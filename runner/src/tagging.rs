use crate::{config::ConfigErrors, partition::ParallelLevel};
use std::{
    ffi::{OsStr, OsString},
    path::{Path, PathBuf},
};
use tracing::{debug, error};

/// Output and restart streams of one process
#[derive(Debug, Clone, PartialEq, Eq)]
pub struct OutputTags {
    pub output: PathBuf,
    pub restart: PathBuf,
}

impl OutputTags {
    pub fn new(output: impl Into<PathBuf>, restart: impl Into<PathBuf>) -> Self {
        Self {
            output: output.into(),
            restart: restart.into(),
        }
    }
}

/// Decides the streams of a process once a level has been pushed.
///
/// Returns `None` for processes that don't write any stream at that level.
pub trait OutputTagger {
    fn tag(&self, level: &ParallelLevel, base: &OutputTags)
        -> Result<Option<OutputTags>, ConfigErrors>;
}

/// Gives every server leader its own streams as soon as a level has more than one
/// server. Suffixes of nested levels accumulate, e.g. `out.2.1`.
#[derive(Debug, Clone, Default)]
pub struct ServerTagger {
    // prefix file names with the host name to keep node-local files apart
    pub node_local: bool,
}

impl OutputTagger for ServerTagger {
    fn tag(
        &self,
        level: &ParallelLevel,
        base: &OutputTags,
    ) -> Result<Option<OutputTags>, ConfigErrors> {
        let mut tags = if level.is_master() {
            base.clone()
        } else if level.is_group_leader() && level.num_servers() > 1 {
            let suffix = level.server_id().to_string();

            OutputTags {
                output: append_suffix(&base.output, &suffix),
                restart: append_suffix(&base.restart, &suffix),
            }
        } else if level.is_group_leader() {
            base.clone()
        } else {
            return Ok(None);
        };

        if self.node_local {
            prepend_hostname(&mut tags.output)?;
            prepend_hostname(&mut tags.restart)?;
        }

        debug!(output = ?tags.output, restart = ?tags.restart, "Tagged streams");

        Ok(Some(tags))
    }
}

fn append_suffix(path: &Path, suffix: &str) -> PathBuf {
    let mut file_name = path
        .file_name()
        .map(OsStr::to_owned)
        .unwrap_or_else(|| OsString::from("parsched"));
    file_name.push(".");
    file_name.push(suffix);

    path.with_file_name(file_name)
}

pub fn prepend_hostname(input: &mut PathBuf) -> Result<(), ConfigErrors> {
    match nix::unistd::gethostname() {
        Ok(mut hostname) => {
            let file_name = input.file_name().unwrap_or(OsStr::new("parsched.out"));
            hostname.push("_");
            hostname.push(file_name);
            input.set_file_name(hostname);

            Ok(())
        }
        Err(error) => {
            error!(error = ?error, "Failed to retrieve hostname for node-local output: {error}");

            Err(error.into())
        }
    }
}

#[cfg(test)]
mod tests {
    use super::*;
    use crate::{
        comm::Universe,
        config::ConcurrencyHints,
        partition::{resolve_and_build, ProcessGroup},
    };

    fn base() -> OutputTags {
        OutputTags::new("run/out.log", "run/restart.bin")
    }

    fn tag_all(size: usize, hints: ConcurrencyHints) -> Vec<Option<OutputTags>> {
        Universe::launch(size, |world| {
            let world = ParallelLevel::world(ProcessGroup::new(world));
            let level = resolve_and_build(&world, &hints).unwrap();

            ServerTagger::default().tag(&level, &base()).unwrap()
        })
        .unwrap()
    }

    #[test]
    fn suffix_keeps_directory() {
        assert_eq!(
            append_suffix(Path::new("run/out.log"), "3"),
            PathBuf::from("run/out.log.3")
        );
    }

    #[test]
    fn server_leaders_get_their_own_streams() {
        let tags = tag_all(4, ConcurrencyHints::default().servers(2));

        assert_eq!(
            tags,
            vec![
                Some(OutputTags::new("run/out.log.1", "run/restart.bin.1")),
                None,
                Some(OutputTags::new("run/out.log.2", "run/restart.bin.2")),
                None,
            ]
        );
    }

    #[test]
    fn single_server_keeps_the_base_streams() {
        let tags = tag_all(3, ConcurrencyHints::default());

        assert_eq!(tags, vec![Some(base()), None, None]);
    }

    #[test]
    fn master_keeps_the_base_and_idle_writes_nothing() {
        let tags = tag_all(4, ConcurrencyHints::default().servers(1).procs_per_server(2));

        assert_eq!(
            tags,
            vec![
                Some(base()),
                Some(base()),
                None,
                None,
            ]
        );
    }

    #[test]
    fn node_local_prefixes_the_host() {
        let hostname = nix::unistd::gethostname().unwrap();
        let mut path = PathBuf::from("run/out.log");
        prepend_hostname(&mut path).unwrap();

        let mut expected = hostname;
        expected.push("_out.log");
        assert_eq!(path, Path::new("run").join(expected));
    }
}
//! Sizing and materializing process partitions.
//!
//! The resolver turns operator hints into a [`PartitionPlan`] without any
//! communication, the builder splits a parent group along a plan and yields the
//! [`ParallelLevel`] seen by the calling process.

mod builder;
mod group;
mod level;
mod resolver;


pub use builder::{assign, build, Assignment};
pub use group::{ProcessGroup, Rank};
pub use level::{Link, ParallelLevel, Role};
pub use resolver::{resolve, Advisory, PartitionPlan, Scheduling};

use crate::{comm::CommError, config::ConcurrencyHints};
use thiserror::Error;

/// An operator request that is inconsistent or can't be satisfied by the available
/// processors. Always fatal.
#[derive(Error, Debug, Clone, PartialEq, Eq)]
pub enum ConfigurationError {
    #[error("No processors available")]
    NoProcessors,
    #[error("{0} must be at least 1")]
    ZeroRequest(&'static str),
    #[error("min_procs_per_server ({min}) exceeds max_procs_per_server ({max})")]
    InvertedBounds { min: usize, max: usize },
    #[error("{requested} servers requested but only {available} processors available")]
    ServersExceedAvailable { requested: usize, available: usize },
    #[error("{requested} processors per server requested but only {available} available")]
    ProcsPerServerExceedAvailable { requested: usize, available: usize },
    #[error("{num_servers} servers of {procs_per_server} processors exceed the {available} available")]
    ProductExceedsAvailable {
        num_servers: usize,
        procs_per_server: usize,
        available: usize,
    },
    #[error("{requested} processors per server is outside of [{min}, {max}]")]
    ProcsPerServerOutOfBounds {
        requested: usize,
        min: usize,
        max: usize,
    },
    #[error("{available} processors can't give {num_servers} servers {min} processors each")]
    BelowMinimum {
        num_servers: usize,
        min: usize,
        available: usize,
    },
    #[error("Plan needs {required} processors but the parent group has {available}")]
    PlanExceedsGroup { required: usize, available: usize },
    #[error("No configuration {index}, {count} exist")]
    UnknownConfiguration { index: usize, count: usize },
}

#[derive(Error, Debug)]
pub enum PartitionError {
    #[error("Invalid partition request")]
    Configuration(#[from] ConfigurationError),
    #[error("Failed to split process group")]
    Comm(#[from] CommError),
    #[error("Split did not yield a group for rank {rank}")]
    MissingGroup { rank: Rank },
}

/// Resolve `hints` against the calling process's group in `parent` and build the
/// child level.
///
/// Idle processes and the master of `parent` take no part in deeper levels. They get
/// an idle child level right away, `hints` are neither resolved nor checked for them.
pub fn resolve_and_build(
    parent: &ParallelLevel,
    hints: &ConcurrencyHints,
) -> Result<ParallelLevel, PartitionError> {
    let group = parent.group();

    if parent.is_idle() || parent.is_master() {
        let plan = PartitionPlan::single(group.size());
        return Ok(ParallelLevel::idle(group.clone(), plan));
    }

    let plan = resolve(group.size(), hints)?;
    build(group, plan)
}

++++

## Your assignment
This exercise requires all the entries to be written out again exactly.

## Solution to this exercise
filename runner/src/tagging.rs
use crate::{config::ConfigErrors, partition::ParallelLevel};
use std::{
    ffi::{OsStr, OsString},
    path::{Path, PathBuf},
};
use tracing::{debug, error};

/// Output and restart streams of one process
#[derive(Debug, Clone, PartialEq, Eq)]
pub struct OutputTags {
    pub output: PathBuf,
    pub restart: PathBuf,
}

impl OutputTags {
    pub fn new(output: impl Into<PathBuf>, restart: impl Into<PathBuf>) -> Self {
        Self {
            output: output.into(),
            restart: restart.into(),
        }
    }
}

/// Decides the streams of a process once a level has been pushed.
///
/// Returns `None` for processes that don't write any stream at that level.
pub trait OutputTagger {
    fn tag(&self, level: &ParallelLevel, base: &OutputTags)
        -> Result<Option<OutputTags>, ConfigErrors>;
}

/// Gives every server leader its own streams as soon as a level has more than one
/// server. Suffixes of nested levels accumulate, e.g. `out.2.1`.
#[derive(Debug, Clone, Default)]
pub struct ServerTagger {
    // prefix file names with the host name to keep node-local files apart
    pub node_local: bool,
}

impl OutputTagger for ServerTagger {
    fn tag(
        &self,
        level: &ParallelLevel,
        base: &OutputTags,
    ) -> Result<Option<OutputTags>, ConfigErrors> {
        let mut tags = if level.is_master() {
            base.clone()
        } else if level.is_group_leader() && level.num_servers() > 1 {
            let suffix = level.server_id().to_string();

            OutputTags {
                output: append_suffix(&base.output, &suffix),
                restart: append_suffix(&base.restart, &suffix),
            }
        } else if level.is_group_leader() {
            base.clone()
        } else {
            return Ok(None);
        };

        if self.node_local {
            prepend_hostname(&mut tags.output)?;
            prepend_hostname(&mut tags.restart)?;
        }

        debug!(output = ?tags.output, restart = ?tags.restart, "Tagged streams");

        Ok(Some(tags))
    }
}

fn append_suffix(path: &Path, suffix: &str) -> PathBuf {
    let mut file_name = path
        .file_name()
        .map(OsStr::to_owned)
        .unwrap_or_else(|| OsString::from("parsched"));
    file_name.push(".");
    file_name.push(suffix);

    path.with_file_name(file_name)
}

pub fn prepend_hostname(input: &mut PathBuf) -> Result<(), ConfigErrors> {
    match nix::unistd::gethostname() {
        Ok(mut hostname) => {
            let file_name = input.file_name().unwrap_or(OsStr::new("parsched.out"));
            hostname.push("_");
            hostname.push(file_name);
            input.set_file_name(hostname);

            Ok(())
        }
        Err(error) => {
            error!(error = ?error, "Failed to retrieve hostname for node-local output: {error}");

            Err(error.into())
        }
    }
}

#[cfg(test)]
mod tests {
    use super::*;
    use crate::{
        comm::Universe,
        config::ConcurrencyHints,
        partition::{resolve_and_build, ProcessGroup},
    };

    fn base() -> OutputTags {
        OutputTags::new("run/out.log", "run/restart.bin")
    }

    fn tag_all(size: usize, hints: ConcurrencyHints) -> Vec<Option<OutputTags>> {
        Universe::launch(size, |world| {
            let world = ParallelLevel::world(ProcessGroup::new(world));
            let level = resolve_and_build(&world, &hints).unwrap();

            ServerTagger::default().tag(&level, &base()).unwrap()
        })
        .unwrap()
    }

    #[test]
    fn suffix_keeps_directory() {
        assert_eq!(
            append_suffix(Path::new("run/out.log"), "3"),
            PathBuf::from("run/out.log.3")
        );
    }

    #[test]
    fn server_leaders_get_their_own_streams() {
        let tags = tag_all(4, ConcurrencyHints::default().servers(2));

        assert_eq!(
            tags,
            vec![
                Some(OutputTags::new("run/out.log.1", "run/restart.bin.1")),
                None,
                Some(OutputTags::new("run/out.log.2", "run/restart.bin.2")),
                None,
            ]
        );
    }

    #[test]
    fn single_server_keeps_the_base_streams() {
        let tags = tag_all(3, ConcurrencyHints::default());

        assert_eq!(tags, vec![Some(base()), None, None]);
    }

    #[test]
    fn master_keeps_the_base_and_idle_writes_nothing() {
        let tags = tag_all(4, ConcurrencyHints::default().servers(1).procs_per_server(2));

        assert_eq!(
            tags,
            vec![
                Some(base()),
                Some(base()),
                None,
                None,
            ]
        );
    }

    #[test]
    fn node_local_prefixes_the_host() {
        let hostname = nix::unistd::gethostname().unwrap();
        let mut path = PathBuf::from("run/out.log");
        prepend_hostname(&mut path).unwrap();

        let mut expected = hostname;
        expected.push("_out.log");
        assert_eq!(path, Path::new("run").join(expected));
    }
}
//! Sizing and materializing process partitions.
//!
//! The resolver turns operator hints into a [`PartitionPlan`] without any
//! communication, the builder splits a parent group along a plan and yields the
//! [`ParallelLevel`] seen by the calling process.

mod builder;
mod group;
mod level;
mod resolver;


pub use builder::{assign, build, Assignment};
pub use group::{ProcessGroup, Rank};
pub use level::{Link, ParallelLevel, Role};
pub use resolver::{resolve, Advisory, PartitionPlan, Scheduling};

use crate::{comm::CommError, config::ConcurrencyHints};
use thiserror::Error;

/// An operator request that is inconsistent or can't be satisfied by the available
/// processors. Always fatal.
#[derive(Error, Debug, Clone, PartialEq, Eq)]
pub enum ConfigurationError {
    #[error("No processors available")]
    NoProcessors,
    #[error("{0} must be at least 1")]
    ZeroRequest(&'static str),
    #[error("min_procs_per_server ({min}) exceeds max_procs_per_server ({max})")]
    InvertedBounds { min: usize, max: usize },
    #[error("{requested} servers requested but only {available} processors available")]
    ServersExceedAvailable { requested: usize, available: usize },
    #[error("{requested} processors per server requested but only {available} available")]
    ProcsPerServerExceedAvailable { requested: usize, available: usize },
    #[error("{num_servers} servers of {procs_per_server} processors exceed the {available} available")]
    ProductExceedsAvailable {
        num_servers: usize,
        procs_per_server: usize,
        available: usize,
    },
    #[error("{requested} processors per server is outside of [{min}, {max}]")]
    ProcsPerServerOutOfBounds {
        requested: usize,
        min: usize,
        max: usize,
    },
    #[error("{available} processors can't give {num_servers} servers {min} processors each")]
    BelowMinimum {
        num_servers: usize,
        min: usize,
        available: usize,
    },
    #[error("Plan needs {required} processors but the parent group has {available}")]
    PlanExceedsGroup { required: usize, available: usize },
    #[error("No configuration {index}, {count} exist")]
    UnknownConfiguration { index: usize, count: usize },
}

#[derive(Error, Debug)]
pub enum PartitionError {
    #[error("Invalid partition request")]
    Configuration(#[from] ConfigurationError),
    #[error("Failed to split process group")]
    Comm(#[from] CommError),
    #[error("Split did not yield a group for rank {rank}")]
    MissingGroup { rank: Rank },
}

/// Resolve `hints` against the calling process's group in `parent` and build the
/// child level.
///
/// Idle processes and the master of `parent` take no part in deeper levels. They get
/// an idle child level right away, `hints` are neither resolved nor checked for them.
pub fn resolve_and_build(
    parent: &ParallelLevel,
    hints: &ConcurrencyHints,
) -> Result<ParallelLevel, PartitionError> {
    let group = parent.group();

    if parent.is_idle() || parent.is_master() {
        let plan = PartitionPlan::single(group.size());
        return Ok(ParallelLevel::idle(group.clone(), plan));
    }

    let plan = resolve(group.size(), hints)?;
    build(group, plan)
}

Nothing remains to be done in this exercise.